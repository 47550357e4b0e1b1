//! Per-block outcomes and the fixed-length block tape.
//!
//! The tape is a 512-slot ring indexed by block height modulo its length. A
//! block's outcome is only recorded once the following block has been seen,
//! because the precommit evidence for height `h` travels in the `last_commit`
//! of height `h+1`.

use serde::{Deserialize, Serialize};

/// Number of outcomes the tape retains. Also the number of cells rendered on
/// the dashboard grid.
pub const TAPE_LEN: usize = 512;

/// What the monitored validator did (or failed to do) for one block.
#[derive(Debug, Clone, Copy, PartialEq, Eq, Serialize, Deserialize)]
#[serde(rename_all = "snake_case")]
pub enum BlockOutcome {
	/// No participation evidence and no vote-channel data for the height.
	Missed,
	/// Vote data existed for the height but neither of our votes appeared.
	MissedPrevote,
	/// Our prevote was seen but the precommit never landed in the commit.
	MissedPrecommit,
	/// Our precommit is present in the next block's commit.
	Signed,
	/// We proposed the block and it carried at least one transaction.
	Proposed,
	/// We proposed the block and it was empty.
	EmptyProposed,
	/// The slot was skipped (startup, resync gap, or websocket outage).
	NoData,
}

impl BlockOutcome {
	/// Compact integer code used in the persisted state file and the
	/// dashboard's tape snapshot.
	pub fn code(self) -> i8 {
		match self {
			BlockOutcome::Missed => 0,
			BlockOutcome::MissedPrevote => 1,
			BlockOutcome::MissedPrecommit => 2,
			BlockOutcome::Signed => 3,
			BlockOutcome::Proposed => 4,
			BlockOutcome::EmptyProposed => 5,
			BlockOutcome::NoData => -1,
		}
	}

	pub fn from_code(code: i8) -> Self {
		match code {
			0 => BlockOutcome::Missed,
			1 => BlockOutcome::MissedPrevote,
			2 => BlockOutcome::MissedPrecommit,
			3 => BlockOutcome::Signed,
			4 => BlockOutcome::Proposed,
			5 => BlockOutcome::EmptyProposed,
			_ => BlockOutcome::NoData,
		}
	}

	/// True for any outcome counting toward the consecutive-miss alarm.
	pub fn is_miss(self) -> bool {
		matches!(
			self,
			BlockOutcome::Missed | BlockOutcome::MissedPrevote | BlockOutcome::MissedPrecommit
		)
	}

	/// True when the validator participated in the block.
	pub fn is_participation(self) -> bool {
		matches!(
			self,
			BlockOutcome::Signed | BlockOutcome::Proposed | BlockOutcome::EmptyProposed
		)
	}
}

/// Running totals maintained incrementally as outcomes are recorded.
#[derive(Debug, Clone, Copy, Default, PartialEq, Serialize, Deserialize)]
pub struct TapeCounters {
	pub consecutive_missed: u64,
	pub consecutive_empty: u64,
	pub total_signed: u64,
	pub total_proposed: u64,
	pub total_proposed_empty: u64,
	pub prevote_misses: u64,
	pub precommit_misses: u64,
}

impl TapeCounters {
	fn apply(&mut self, outcome: BlockOutcome) {
		if outcome.is_miss() {
			self.consecutive_missed += 1;
		}
		if outcome.is_participation() {
			self.consecutive_missed = 0;
		}
		match outcome {
			BlockOutcome::MissedPrevote => self.prevote_misses += 1,
			BlockOutcome::MissedPrecommit => self.precommit_misses += 1,
			BlockOutcome::Signed => self.total_signed += 1,
			BlockOutcome::Proposed => {
				self.total_proposed += 1;
				self.consecutive_empty = 0;
			}
			BlockOutcome::EmptyProposed => {
				self.total_proposed += 1;
				self.total_proposed_empty += 1;
				self.consecutive_empty += 1;
			}
			_ => {}
		}
	}

	/// Share of proposed blocks that were empty, as a percentage.
	pub fn empty_percent(&self) -> f64 {
		if self.total_proposed == 0 {
			return 0.0;
		}
		100.0 * self.total_proposed_empty as f64 / self.total_proposed as f64
	}
}

/// Fixed-length ring of block outcomes plus the derived counters.
#[derive(Debug, Clone, Serialize, Deserialize)]
pub struct BlockTape {
	slots: Vec<BlockOutcome>,
	/// Height of the most recently recorded outcome, 0 before the first one.
	head_height: i64,
	pub counters: TapeCounters,
}

impl Default for BlockTape {
	fn default() -> Self {
		Self {
			slots: vec![BlockOutcome::NoData; TAPE_LEN],
			head_height: 0,
			counters: TapeCounters::default(),
		}
	}
}

impl BlockTape {
	/// Restores a tape from a persisted snapshot (oldest outcome first).
	/// Snapshots shorter or longer than the tape are clamped; counters other
	/// than the consecutive ones are rebuilt from the visible window.
	pub fn from_snapshot(codes: &[i8]) -> Self {
		let mut tape = Self::default();
		for &code in codes.iter().rev().take(TAPE_LEN).rev() {
			tape.record_next(BlockOutcome::from_code(code));
		}
		tape
	}

	fn record_next(&mut self, outcome: BlockOutcome) {
		self.head_height += 1;
		let idx = (self.head_height % TAPE_LEN as i64) as usize;
		self.slots[idx] = outcome;
		self.counters.apply(outcome);
	}

	/// Records the outcome for `height`. Heights must be presented in
	/// ascending order; a gap is filled with `NoData` first so that slot
	/// `height % TAPE_LEN` always holds the outcome for `height`.
	pub fn record(&mut self, height: i64, outcome: BlockOutcome) {
		if height <= self.head_height {
			// late or duplicate commit, the slot already advanced past it
			return;
		}
		if self.head_height == 0 {
			self.head_height = height - 1;
		}
		self.mark_gap(self.head_height, height);
		self.record_next(outcome);
		debug_assert_eq!(self.head_height, height);
	}

	/// Fills every slot for heights in `(after, before)` with `NoData`.
	pub fn mark_gap(&mut self, after: i64, before: i64) {
		if self.head_height == 0 && before > 0 {
			self.head_height = after.max(before - 1 - TAPE_LEN as i64).max(0);
		}
		while self.head_height + 1 < before {
			if before - self.head_height > TAPE_LEN as i64 {
				// nothing in the window survives, skip ahead
				self.slots.fill(BlockOutcome::NoData);
				self.head_height = before - 1;
				self.counters.consecutive_missed = 0;
				break;
			}
			self.record_next(BlockOutcome::NoData);
		}
	}

	/// Re-aligns the window so its newest slot corresponds to `height - 1`,
	/// preserving the stored outcomes in order. Used once per session when the
	/// first live block arrives after a state-file restore: the restored
	/// outcomes have no reliable heights and the gap across the restart is
	/// unknowable rather than missed.
	pub fn anchor(&mut self, height: i64) {
		let snap = self.snapshot();
		self.head_height = height - 1;
		self.slots.fill(BlockOutcome::NoData);
		for (i, &code) in snap.iter().enumerate() {
			let h = self.head_height - TAPE_LEN as i64 + 1 + i as i64;
			if h <= 0 {
				continue;
			}
			self.slots[(h % TAPE_LEN as i64) as usize] = BlockOutcome::from_code(code);
		}
	}

	pub fn head_height(&self) -> i64 {
		self.head_height
	}

	pub fn len(&self) -> usize {
		self.slots.len()
	}

	pub fn is_empty(&self) -> bool {
		self.slots.is_empty()
	}

	/// Outcome stored for `height`, if the height is still inside the window.
	pub fn outcome_at(&self, height: i64) -> Option<BlockOutcome> {
		if height <= 0 || height > self.head_height {
			return None;
		}
		if self.head_height - height >= TAPE_LEN as i64 {
			return None;
		}
		Some(self.slots[(height % TAPE_LEN as i64) as usize])
	}

	/// The tape contents oldest-first, as integer codes. Always exactly
	/// `TAPE_LEN` entries.
	pub fn snapshot(&self) -> Vec<i8> {
		let mut out = Vec::with_capacity(TAPE_LEN);
		for i in 1..=TAPE_LEN as i64 {
			let h = self.head_height - TAPE_LEN as i64 + i;
			let idx = ((h % TAPE_LEN as i64) + TAPE_LEN as i64) % TAPE_LEN as i64;
			out.push(self.slots[idx as usize].code());
		}
		out
	}
}

/// Raw evidence collected for one block before its outcome is final.
#[derive(Debug, Clone, Default)]
pub struct VoteEvidence {
	/// Any vote event was observed for this height (ours or not).
	pub any: bool,
	/// Our validator's prevote was observed.
	pub our_prevote: bool,
	/// Our validator's precommit was observed on the vote channel.
	pub our_precommit: bool,
}

/// Decides the outcome for a finalized block.
///
/// * `proposed_by_us` / `has_txs` come from the block's own header and data.
/// * `precommitted` comes from the **next** block's `last_commit`.
/// * `votes` is whatever the vote channel produced for this height.
pub fn attribute(
	proposed_by_us: bool,
	has_txs: bool,
	precommitted: bool,
	votes: Option<&VoteEvidence>,
) -> BlockOutcome {
	if proposed_by_us {
		return if has_txs {
			BlockOutcome::Proposed
		} else {
			BlockOutcome::EmptyProposed
		};
	}
	if precommitted {
		return BlockOutcome::Signed;
	}
	match votes {
		Some(v) if v.our_prevote => BlockOutcome::MissedPrecommit,
		Some(v) if v.any => BlockOutcome::MissedPrevote,
		_ => BlockOutcome::Missed,
	}
}
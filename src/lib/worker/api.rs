use axum::{Json, Router, extract::State as AxumState, routing::get};
use log::info;
use std::sync::Arc;
use tokio::net::TcpListener;

use super::types::{NodeServer, WorkerResult};
use crate::container::types::{Container, Image};
use crate::docker::{
    convert::{to_runtime_containers, to_runtime_images},
    engine::ContainerEngine,
    naming::KubeletNameParser,
};

impl<E: ContainerEngine> NodeServer<E> {
    pub fn new(engine: Arc<E>, address: &str, port: &str) -> Self {
        Self {
            engine,
            parser: KubeletNameParser,
            address: address.to_string(),
            port: port.to_string(),
        }
    }

    async fn get_containers(
        AxumState(server): AxumState<Arc<NodeServer<E>>>,
    ) -> WorkerResult<Json<Vec<Container>>> {
        let entries = server.engine.list_containers().await?;
        Ok(Json(to_runtime_containers(&entries, &server.parser)))
    }

    async fn get_images(
        AxumState(server): AxumState<Arc<NodeServer<E>>>,
    ) -> WorkerResult<Json<Vec<Image>>> {
        let entries = server.engine.list_images().await?;
        Ok(Json(to_runtime_images(&entries)))
    }

    pub fn router(self) -> Router {
        Router::new()
            .route("/containers", get(NodeServer::<E>::get_containers))
            .route("/images", get(NodeServer::<E>::get_images))
            .with_state(Arc::new(self))
    }

    pub async fn start_server(self) -> WorkerResult<()> {
        let bind = format!("{}:{}", self.address, self.port);
        let app = self.router();

        let listener = TcpListener::bind(&bind).await?;
        info!(address = bind.as_str(); "node server listening");

        axum::serve(listener, app).await?;
        Ok(())
    }
}
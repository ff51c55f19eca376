use std::sync::Arc;

use log::info;
use r_kubelet::{
    docker::engine::DockerEngine,
    logging,
    worker::types::{Config, NodeServer},
};

#[tokio::main]
async fn main() -> anyhow::Result<()> {
    let config = Config::from_env();
    logging::init(&config)?;

    info!(socket = config.docker_socket.as_str(); "starting r_kubelet");
    let engine = DockerEngine::connect(&config.docker_socket, config.engine_timeout_secs)?;

    let server = NodeServer::new(Arc::new(engine), &config.address, &config.port);
    server.start_server().await?;

    Ok(())
}
//! Node-agent side adaptation of container engine data.
//!
//! Engine listings (`docker::types`) are turned into runtime records
//! (`container::types`) and detailed runtime status into the reported api
//! status (`api::types`). Conversion is pure; talking to the engine and
//! serving the results lives in `docker::engine` and `worker`.

pub mod api;
pub mod container;
pub mod docker;
pub mod logging;
pub mod worker;

pub use container::state::map_status;
pub use container::types::{
    Container, ContainerId, ContainerStatus, ConvertError, ConvertResult, Image,
    RawContainerStatus,
};
pub use docker::convert::{
    raw_to_api_container_status, to_runtime_container, to_runtime_containers, to_runtime_image,
    to_runtime_images,
};
pub use docker::naming::{KubeletContainerName, KubeletNameParser, NameParser};
pub use docker::types::{ContainerEntry, DOCKER_SCHEME, DockerId, ImageEntry, NameParseError};
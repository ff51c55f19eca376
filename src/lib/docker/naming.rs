use log::warn;

use super::types::NameParseError;

const CONTAINER_NAME_PREFIX: &str = "k8s";
const MIN_NAME_FIELDS: usize = 6;

/// What the node agent encodes into an engine container name.
#[derive(Debug, Clone, PartialEq, Eq)]
pub struct KubeletContainerName {
    pub pod_full_name: String,
    pub pod_uid: String,
    pub container_name: String,
}

/// Recovers the logical container name and its spec hash from the name the
/// engine reports.
pub trait NameParser {
    fn parse(&self, raw_name: &str) -> Result<(KubeletContainerName, u32), NameParseError>;
}

/// Parser for `k8s_<container>[.<hash>]_<pod>_<namespace>_<uid>_<random>`.
#[derive(Debug, Clone, Copy, Default)]
pub struct KubeletNameParser;

impl NameParser for KubeletNameParser {
    fn parse(&self, raw_name: &str) -> Result<(KubeletContainerName, u32), NameParseError> {
        let name = raw_name.strip_prefix('/').unwrap_or(raw_name);
        let parts: Vec<&str> = name.split('_').collect();

        if parts[0] != CONTAINER_NAME_PREFIX {
            return Err(NameParseError::NotManaged {
                name: name.to_string(),
            });
        }
        if parts.len() < MIN_NAME_FIELDS {
            warn!(name = name, fields = parts.len(); "container has the k8s prefix but too few fields");
            return Err(NameParseError::TooFewFields {
                name: name.to_string(),
                fields: parts.len(),
            });
        }

        let mut name_parts = parts[1].split('.');
        let container_name = name_parts.next().unwrap_or_default();
        let hash = name_parts.next().map_or(0, |hash_hex| parse_hash(name, hash_hex));

        Ok((
            KubeletContainerName {
                pod_full_name: format!("{}_{}", parts[2], parts[3]),
                pod_uid: parts[4].to_string(),
                container_name: container_name.to_string(),
            },
            hash,
        ))
    }
}

/// Hex hash bounded to 32 bits. Bad digits give 0 and an out-of-range value
/// saturates to `u32::MAX`; neither fails the parse.
fn parse_hash(name: &str, hash_hex: &str) -> u32 {
    if hash_hex.is_empty() || !hash_hex.bytes().all(|b| b.is_ascii_hexdigit()) {
        warn!(name = name, hash = hash_hex; "invalid container hash, using 0");
        return 0;
    }
    u32::from_str_radix(hash_hex, 16).unwrap_or_else(|_| {
        warn!(name = name, hash = hash_hex; "container hash out of range");
        u32::MAX
    })
}
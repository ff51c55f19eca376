// Helpers converting docker engine listings to runtime types and runtime
// status to the reporting api.

use log::{debug, warn};

use super::naming::{KubeletContainerName, NameParser};
use super::types::{ContainerEntry, DockerId, ImageEntry, NameParseError};
use crate::api::types::{
    ContainerState, ContainerStateRunning, ContainerStateTerminated, ContainerStateWaiting,
    ContainerStatus as ApiContainerStatus,
};
use crate::container::state::map_status;
use crate::container::types::{
    Container, ContainerStatus, ConvertError, ConvertResult, Image, RawContainerStatus,
};

fn container_name_info<P>(
    c: &ContainerEntry,
    parser: &P,
) -> Result<(KubeletContainerName, u32), NameParseError>
where
    P: NameParser + ?Sized,
{
    let raw_name = c.names.first().ok_or(NameParseError::EmptyName)?;
    parser.parse(raw_name)
}

pub fn to_runtime_container<P>(c: Option<&ContainerEntry>, parser: &P) -> ConvertResult<Container>
where
    P: NameParser + ?Sized,
{
    let c = c.ok_or_else(|| {
        ConvertError::InvalidInput("unable to convert a missing entry to a runtime container".to_string())
    })?;
    if c.id.is_empty() {
        return Err(ConvertError::InvalidInput(
            "unable to convert an entry with an empty id to a runtime container".to_string(),
        ));
    }

    let (docker_name, hash) = container_name_info(c, parser)?;

    Ok(Container {
        id: DockerId(c.id.clone()).container_id(),
        name: docker_name.container_name,
        image: c.image.clone(),
        hash,
        created: c.created,
        status: map_status(&c.status),
    })
}

pub fn to_runtime_image(image: Option<&ImageEntry>) -> ConvertResult<Image> {
    let image = image.ok_or_else(|| {
        ConvertError::InvalidInput("unable to convert a missing entry to a runtime image".to_string())
    })?;

    Ok(image_from_entry(image))
}

fn image_from_entry(image: &ImageEntry) -> Image {
    Image {
        id: image.id.clone(),
        tags: image.repo_tags.clone(),
        size: image.virtual_size,
    }
}

/// Converts a whole listing, dropping entries that are not ours or can't be
/// read so the rest of the node still gets reported.
pub fn to_runtime_containers<P>(entries: &[ContainerEntry], parser: &P) -> Vec<Container>
where
    P: NameParser + ?Sized,
{
    entries
        .iter()
        .filter_map(|entry| match to_runtime_container(Some(entry), parser) {
            Ok(container) => Some(container),
            Err(err) => {
                warn!(id = entry.id.as_str(), error:% = err; "skipping container");
                None
            }
        })
        .collect()
}

pub fn to_runtime_images(entries: &[ImageEntry]) -> Vec<Image> {
    entries.iter().map(image_from_entry).collect()
}

pub fn raw_to_api_container_status(raw: &RawContainerStatus) -> ApiContainerStatus {
    let container_id = DockerId(raw.id.clone()).container_id().to_string();

    let state = match raw.status {
        ContainerStatus::Running => ContainerState::Running(ContainerStateRunning {
            started_at: raw.started_at,
        }),
        ContainerStatus::Exited => ContainerState::Terminated(ContainerStateTerminated {
            exit_code: raw.exit_code,
            reason: raw.reason.clone(),
            message: raw.message.clone(),
            started_at: raw.started_at,
            finished_at: raw.finished_at,
            container_id: container_id.clone(),
        }),
        ContainerStatus::Unknown => ContainerState::Waiting(ContainerStateWaiting {}),
    };
    debug!(container = container_id.as_str(), state = state.name(); "projected container status");

    ApiContainerStatus {
        name: raw.name.clone(),
        restart_count: raw.restart_count,
        image: raw.image.clone(),
        image_id: raw.image_id.clone(),
        container_id,
        state,
    }
}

The problem: Output the material above exactly, but only from the line that carries "into runtime records" through the line that carries "const MIN_NAME_FIELDS: usize = 6;".

Solution:
//! Engine listings (`docker::types`) are turned into runtime records
//! (`container::types`) and detailed runtime status into the reported api
//! status (`api::types`). Conversion is pure; talking to the engine and
//! serving the results lives in `docker::engine` and `worker`.

pub mod api;
pub mod container;
pub mod docker;
pub mod logging;
pub mod worker;

pub use container::state::map_status;
pub use container::types::{
    Container, ContainerId, ContainerStatus, ConvertError, ConvertResult, Image,
    RawContainerStatus,
};
pub use docker::convert::{
    raw_to_api_container_status, to_runtime_container, to_runtime_containers, to_runtime_image,
    to_runtime_images,
};
pub use docker::naming::{KubeletContainerName, KubeletNameParser, NameParser};
pub use docker::types::{ContainerEntry, DOCKER_SCHEME, DockerId, ImageEntry, NameParseError};
repository ff51c55f19eca376
filename src/lib/docker/naming.rs
use log::warn;

use super::types::NameParseError;

const CONTAINER_NAME_PREFIX: &str = "k8s";
const MIN_NAME_FIELDS: usize = 6;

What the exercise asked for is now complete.